───── Supplied material

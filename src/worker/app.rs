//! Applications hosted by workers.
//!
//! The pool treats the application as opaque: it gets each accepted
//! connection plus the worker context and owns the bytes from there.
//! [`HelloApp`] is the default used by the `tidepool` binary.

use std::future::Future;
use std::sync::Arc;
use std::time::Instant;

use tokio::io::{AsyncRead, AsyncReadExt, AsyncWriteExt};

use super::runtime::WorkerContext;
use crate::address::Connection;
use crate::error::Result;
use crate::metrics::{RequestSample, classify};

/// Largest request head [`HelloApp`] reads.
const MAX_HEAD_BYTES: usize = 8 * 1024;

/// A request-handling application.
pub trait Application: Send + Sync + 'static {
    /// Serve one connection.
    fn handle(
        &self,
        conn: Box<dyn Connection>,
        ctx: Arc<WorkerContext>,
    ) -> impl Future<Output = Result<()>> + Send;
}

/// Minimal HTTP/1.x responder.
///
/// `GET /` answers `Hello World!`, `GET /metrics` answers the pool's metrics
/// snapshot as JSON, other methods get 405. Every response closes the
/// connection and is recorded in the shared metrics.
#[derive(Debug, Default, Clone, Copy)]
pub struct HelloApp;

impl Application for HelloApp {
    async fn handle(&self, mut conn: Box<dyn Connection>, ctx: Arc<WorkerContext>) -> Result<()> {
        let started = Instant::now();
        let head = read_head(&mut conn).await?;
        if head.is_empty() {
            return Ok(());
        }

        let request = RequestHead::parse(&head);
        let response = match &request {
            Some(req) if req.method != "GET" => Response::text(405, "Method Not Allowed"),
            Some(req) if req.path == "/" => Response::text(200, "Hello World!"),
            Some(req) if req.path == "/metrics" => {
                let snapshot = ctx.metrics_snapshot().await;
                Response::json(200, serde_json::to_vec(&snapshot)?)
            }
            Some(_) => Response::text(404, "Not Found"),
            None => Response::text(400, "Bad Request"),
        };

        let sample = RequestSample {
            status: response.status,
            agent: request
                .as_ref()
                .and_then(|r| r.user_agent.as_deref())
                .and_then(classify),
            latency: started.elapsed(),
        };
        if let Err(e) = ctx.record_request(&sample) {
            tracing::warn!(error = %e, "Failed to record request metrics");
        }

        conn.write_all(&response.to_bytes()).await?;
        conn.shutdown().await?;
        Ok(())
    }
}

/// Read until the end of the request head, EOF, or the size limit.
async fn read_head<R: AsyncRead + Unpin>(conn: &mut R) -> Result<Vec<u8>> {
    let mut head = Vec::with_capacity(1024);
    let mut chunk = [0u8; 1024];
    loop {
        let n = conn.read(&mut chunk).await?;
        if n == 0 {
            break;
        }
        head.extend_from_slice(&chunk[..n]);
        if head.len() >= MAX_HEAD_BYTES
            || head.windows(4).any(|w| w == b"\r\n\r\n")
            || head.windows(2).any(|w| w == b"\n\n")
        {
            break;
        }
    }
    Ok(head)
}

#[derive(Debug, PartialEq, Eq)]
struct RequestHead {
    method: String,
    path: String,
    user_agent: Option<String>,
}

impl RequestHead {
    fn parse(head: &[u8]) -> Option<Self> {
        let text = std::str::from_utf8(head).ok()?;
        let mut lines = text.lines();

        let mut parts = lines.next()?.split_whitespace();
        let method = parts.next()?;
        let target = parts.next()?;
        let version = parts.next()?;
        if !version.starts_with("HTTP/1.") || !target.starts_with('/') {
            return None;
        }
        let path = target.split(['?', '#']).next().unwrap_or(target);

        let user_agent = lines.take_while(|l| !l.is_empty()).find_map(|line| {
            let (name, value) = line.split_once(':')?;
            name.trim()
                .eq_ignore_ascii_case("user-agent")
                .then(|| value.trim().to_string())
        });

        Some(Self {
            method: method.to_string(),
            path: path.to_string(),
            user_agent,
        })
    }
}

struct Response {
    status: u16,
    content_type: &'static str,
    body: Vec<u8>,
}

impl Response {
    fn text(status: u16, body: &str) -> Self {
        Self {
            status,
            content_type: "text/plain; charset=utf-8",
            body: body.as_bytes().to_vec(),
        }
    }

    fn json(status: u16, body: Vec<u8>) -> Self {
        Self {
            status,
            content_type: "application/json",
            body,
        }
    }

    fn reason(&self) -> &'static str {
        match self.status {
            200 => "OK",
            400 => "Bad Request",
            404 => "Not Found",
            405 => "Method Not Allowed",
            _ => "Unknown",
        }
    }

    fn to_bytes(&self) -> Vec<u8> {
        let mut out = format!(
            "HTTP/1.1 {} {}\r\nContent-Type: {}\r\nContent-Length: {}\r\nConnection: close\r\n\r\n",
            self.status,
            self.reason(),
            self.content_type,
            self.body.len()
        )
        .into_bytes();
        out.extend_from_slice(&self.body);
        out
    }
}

──────────
───── Supplied material

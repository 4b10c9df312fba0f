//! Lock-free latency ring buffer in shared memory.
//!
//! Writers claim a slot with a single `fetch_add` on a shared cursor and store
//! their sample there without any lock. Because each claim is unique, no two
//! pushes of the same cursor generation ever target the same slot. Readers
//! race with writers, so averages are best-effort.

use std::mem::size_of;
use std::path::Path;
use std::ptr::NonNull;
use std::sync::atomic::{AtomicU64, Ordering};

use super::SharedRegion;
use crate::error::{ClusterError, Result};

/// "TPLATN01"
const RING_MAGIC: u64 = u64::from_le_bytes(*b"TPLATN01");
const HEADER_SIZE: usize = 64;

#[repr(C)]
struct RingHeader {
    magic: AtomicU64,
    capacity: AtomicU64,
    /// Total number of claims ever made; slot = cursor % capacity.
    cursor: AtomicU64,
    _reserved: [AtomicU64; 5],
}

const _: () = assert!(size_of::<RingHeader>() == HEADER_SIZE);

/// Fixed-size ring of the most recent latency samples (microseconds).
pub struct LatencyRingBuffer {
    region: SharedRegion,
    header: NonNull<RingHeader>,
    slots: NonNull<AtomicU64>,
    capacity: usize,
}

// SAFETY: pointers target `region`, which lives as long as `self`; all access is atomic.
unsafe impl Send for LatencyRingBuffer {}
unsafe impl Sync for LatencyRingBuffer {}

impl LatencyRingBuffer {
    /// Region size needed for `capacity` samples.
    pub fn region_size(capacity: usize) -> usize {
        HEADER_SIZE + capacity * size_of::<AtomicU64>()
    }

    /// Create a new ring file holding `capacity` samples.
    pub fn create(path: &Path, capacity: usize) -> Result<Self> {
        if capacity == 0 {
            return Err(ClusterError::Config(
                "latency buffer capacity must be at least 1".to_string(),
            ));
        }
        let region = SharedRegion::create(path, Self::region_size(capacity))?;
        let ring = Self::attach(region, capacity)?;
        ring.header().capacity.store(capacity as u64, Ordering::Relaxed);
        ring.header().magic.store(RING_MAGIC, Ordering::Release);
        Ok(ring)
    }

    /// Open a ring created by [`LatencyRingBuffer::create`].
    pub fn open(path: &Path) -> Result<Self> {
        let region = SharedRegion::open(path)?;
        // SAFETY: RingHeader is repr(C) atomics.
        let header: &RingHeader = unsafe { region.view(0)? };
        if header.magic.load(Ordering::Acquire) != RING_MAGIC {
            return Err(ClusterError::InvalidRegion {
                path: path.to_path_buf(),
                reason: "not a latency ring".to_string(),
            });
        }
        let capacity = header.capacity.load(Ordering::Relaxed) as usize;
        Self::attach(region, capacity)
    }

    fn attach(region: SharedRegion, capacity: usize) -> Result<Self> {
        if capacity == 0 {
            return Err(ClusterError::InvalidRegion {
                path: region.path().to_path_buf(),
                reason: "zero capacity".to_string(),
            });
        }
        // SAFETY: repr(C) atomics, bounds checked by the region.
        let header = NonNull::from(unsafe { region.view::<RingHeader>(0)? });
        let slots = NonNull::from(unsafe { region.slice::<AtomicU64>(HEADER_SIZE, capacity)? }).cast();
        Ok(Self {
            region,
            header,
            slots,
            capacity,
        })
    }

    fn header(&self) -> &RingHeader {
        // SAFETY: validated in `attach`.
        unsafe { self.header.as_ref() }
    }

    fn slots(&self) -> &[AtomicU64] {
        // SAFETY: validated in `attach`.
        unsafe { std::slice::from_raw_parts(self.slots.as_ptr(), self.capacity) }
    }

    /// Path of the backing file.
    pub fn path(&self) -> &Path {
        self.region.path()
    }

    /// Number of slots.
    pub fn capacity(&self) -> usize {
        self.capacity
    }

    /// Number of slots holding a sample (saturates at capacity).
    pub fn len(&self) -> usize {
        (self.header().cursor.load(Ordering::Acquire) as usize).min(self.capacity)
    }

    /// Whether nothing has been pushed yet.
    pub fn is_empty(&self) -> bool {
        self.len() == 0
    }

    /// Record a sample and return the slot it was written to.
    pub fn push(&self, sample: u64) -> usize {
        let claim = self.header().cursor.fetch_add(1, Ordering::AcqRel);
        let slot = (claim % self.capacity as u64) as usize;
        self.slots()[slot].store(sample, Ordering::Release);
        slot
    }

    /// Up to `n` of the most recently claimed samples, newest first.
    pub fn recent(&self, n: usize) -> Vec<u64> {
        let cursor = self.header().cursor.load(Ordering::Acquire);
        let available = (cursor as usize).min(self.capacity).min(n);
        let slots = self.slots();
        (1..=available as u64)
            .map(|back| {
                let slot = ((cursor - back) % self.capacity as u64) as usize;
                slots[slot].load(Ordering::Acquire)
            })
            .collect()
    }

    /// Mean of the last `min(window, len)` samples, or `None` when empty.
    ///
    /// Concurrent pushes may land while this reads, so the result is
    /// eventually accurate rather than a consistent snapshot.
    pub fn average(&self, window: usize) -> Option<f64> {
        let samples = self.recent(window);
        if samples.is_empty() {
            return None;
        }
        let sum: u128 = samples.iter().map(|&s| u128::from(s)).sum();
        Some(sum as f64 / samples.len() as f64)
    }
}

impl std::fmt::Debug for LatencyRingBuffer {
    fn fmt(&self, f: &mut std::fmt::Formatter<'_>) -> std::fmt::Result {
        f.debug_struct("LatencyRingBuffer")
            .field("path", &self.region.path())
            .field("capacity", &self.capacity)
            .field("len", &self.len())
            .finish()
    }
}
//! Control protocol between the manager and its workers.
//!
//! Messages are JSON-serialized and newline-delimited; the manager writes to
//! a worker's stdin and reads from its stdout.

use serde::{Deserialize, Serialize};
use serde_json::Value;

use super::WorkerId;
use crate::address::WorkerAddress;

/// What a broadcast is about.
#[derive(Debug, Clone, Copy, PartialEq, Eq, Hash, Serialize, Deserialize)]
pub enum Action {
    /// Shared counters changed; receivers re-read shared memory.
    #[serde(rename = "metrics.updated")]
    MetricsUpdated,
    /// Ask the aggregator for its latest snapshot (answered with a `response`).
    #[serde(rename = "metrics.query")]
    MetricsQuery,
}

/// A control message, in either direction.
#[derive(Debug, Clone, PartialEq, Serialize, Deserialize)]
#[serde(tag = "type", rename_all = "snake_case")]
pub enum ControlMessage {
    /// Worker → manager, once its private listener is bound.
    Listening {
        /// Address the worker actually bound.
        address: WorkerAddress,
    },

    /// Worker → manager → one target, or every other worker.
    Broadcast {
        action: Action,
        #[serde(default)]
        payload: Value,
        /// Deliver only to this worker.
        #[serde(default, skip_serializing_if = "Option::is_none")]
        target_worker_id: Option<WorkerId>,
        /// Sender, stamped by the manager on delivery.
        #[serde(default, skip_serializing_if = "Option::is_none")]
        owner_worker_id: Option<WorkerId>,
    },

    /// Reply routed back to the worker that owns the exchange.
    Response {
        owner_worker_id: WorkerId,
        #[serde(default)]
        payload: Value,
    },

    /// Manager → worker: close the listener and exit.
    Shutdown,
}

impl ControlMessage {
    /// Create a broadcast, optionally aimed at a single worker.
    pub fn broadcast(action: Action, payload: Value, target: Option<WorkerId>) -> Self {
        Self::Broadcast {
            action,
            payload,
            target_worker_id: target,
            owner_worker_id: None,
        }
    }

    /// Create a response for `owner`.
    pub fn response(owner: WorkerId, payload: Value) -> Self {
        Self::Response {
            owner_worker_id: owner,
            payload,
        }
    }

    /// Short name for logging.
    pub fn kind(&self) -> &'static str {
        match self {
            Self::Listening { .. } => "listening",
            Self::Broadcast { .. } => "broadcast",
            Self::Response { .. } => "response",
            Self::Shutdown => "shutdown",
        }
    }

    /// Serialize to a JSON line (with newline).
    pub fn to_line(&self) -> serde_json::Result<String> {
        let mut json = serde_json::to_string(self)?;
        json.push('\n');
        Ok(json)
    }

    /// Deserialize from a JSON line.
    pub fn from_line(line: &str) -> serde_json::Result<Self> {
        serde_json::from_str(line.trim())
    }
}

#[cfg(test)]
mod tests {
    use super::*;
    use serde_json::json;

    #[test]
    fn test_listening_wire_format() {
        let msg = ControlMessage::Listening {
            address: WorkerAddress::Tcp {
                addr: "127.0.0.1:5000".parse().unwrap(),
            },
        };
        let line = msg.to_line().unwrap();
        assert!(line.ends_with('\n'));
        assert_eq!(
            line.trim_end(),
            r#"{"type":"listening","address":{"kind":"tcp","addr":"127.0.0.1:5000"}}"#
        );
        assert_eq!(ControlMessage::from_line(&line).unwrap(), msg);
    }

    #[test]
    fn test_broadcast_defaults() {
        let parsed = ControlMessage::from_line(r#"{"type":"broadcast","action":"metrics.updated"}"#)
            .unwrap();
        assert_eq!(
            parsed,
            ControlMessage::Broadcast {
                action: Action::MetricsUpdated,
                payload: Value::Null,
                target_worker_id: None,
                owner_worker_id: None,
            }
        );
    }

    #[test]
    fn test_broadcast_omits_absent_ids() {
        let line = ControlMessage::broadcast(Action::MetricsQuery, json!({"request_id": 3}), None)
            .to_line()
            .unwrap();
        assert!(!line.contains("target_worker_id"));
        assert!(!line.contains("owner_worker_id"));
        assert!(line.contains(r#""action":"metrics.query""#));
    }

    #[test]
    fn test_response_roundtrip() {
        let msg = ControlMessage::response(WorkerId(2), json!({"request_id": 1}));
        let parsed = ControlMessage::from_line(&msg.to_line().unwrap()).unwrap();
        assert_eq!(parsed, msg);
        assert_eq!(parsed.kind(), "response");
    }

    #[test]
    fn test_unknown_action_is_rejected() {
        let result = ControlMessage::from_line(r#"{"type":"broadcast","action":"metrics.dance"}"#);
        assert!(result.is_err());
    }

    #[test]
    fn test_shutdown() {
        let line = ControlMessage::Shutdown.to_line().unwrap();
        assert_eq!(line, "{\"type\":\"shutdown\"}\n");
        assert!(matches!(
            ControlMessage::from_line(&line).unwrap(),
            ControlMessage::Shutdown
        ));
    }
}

──────────

The task:
Please reproduce exactly the lines in the listing above from the one containing "filename src/worker/app.rs" through the one containing "Largest request head", both included, and nothing more.

Task output:
filename src/worker/app.rs
//! Applications hosted by workers.
//!
//! The pool treats the application as opaque: it gets each accepted
//! connection plus the worker context and owns the bytes from there.
//! [`HelloApp`] is the default used by the `tidepool` binary.

use std::future::Future;
use std::sync::Arc;
use std::time::Instant;

use tokio::io::{AsyncRead, AsyncReadExt, AsyncWriteExt};

use super::runtime::WorkerContext;
use crate::address::Connection;
use crate::error::Result;
use crate::metrics::{RequestSample, classify};

/// Largest request head [`HelloApp`] reads.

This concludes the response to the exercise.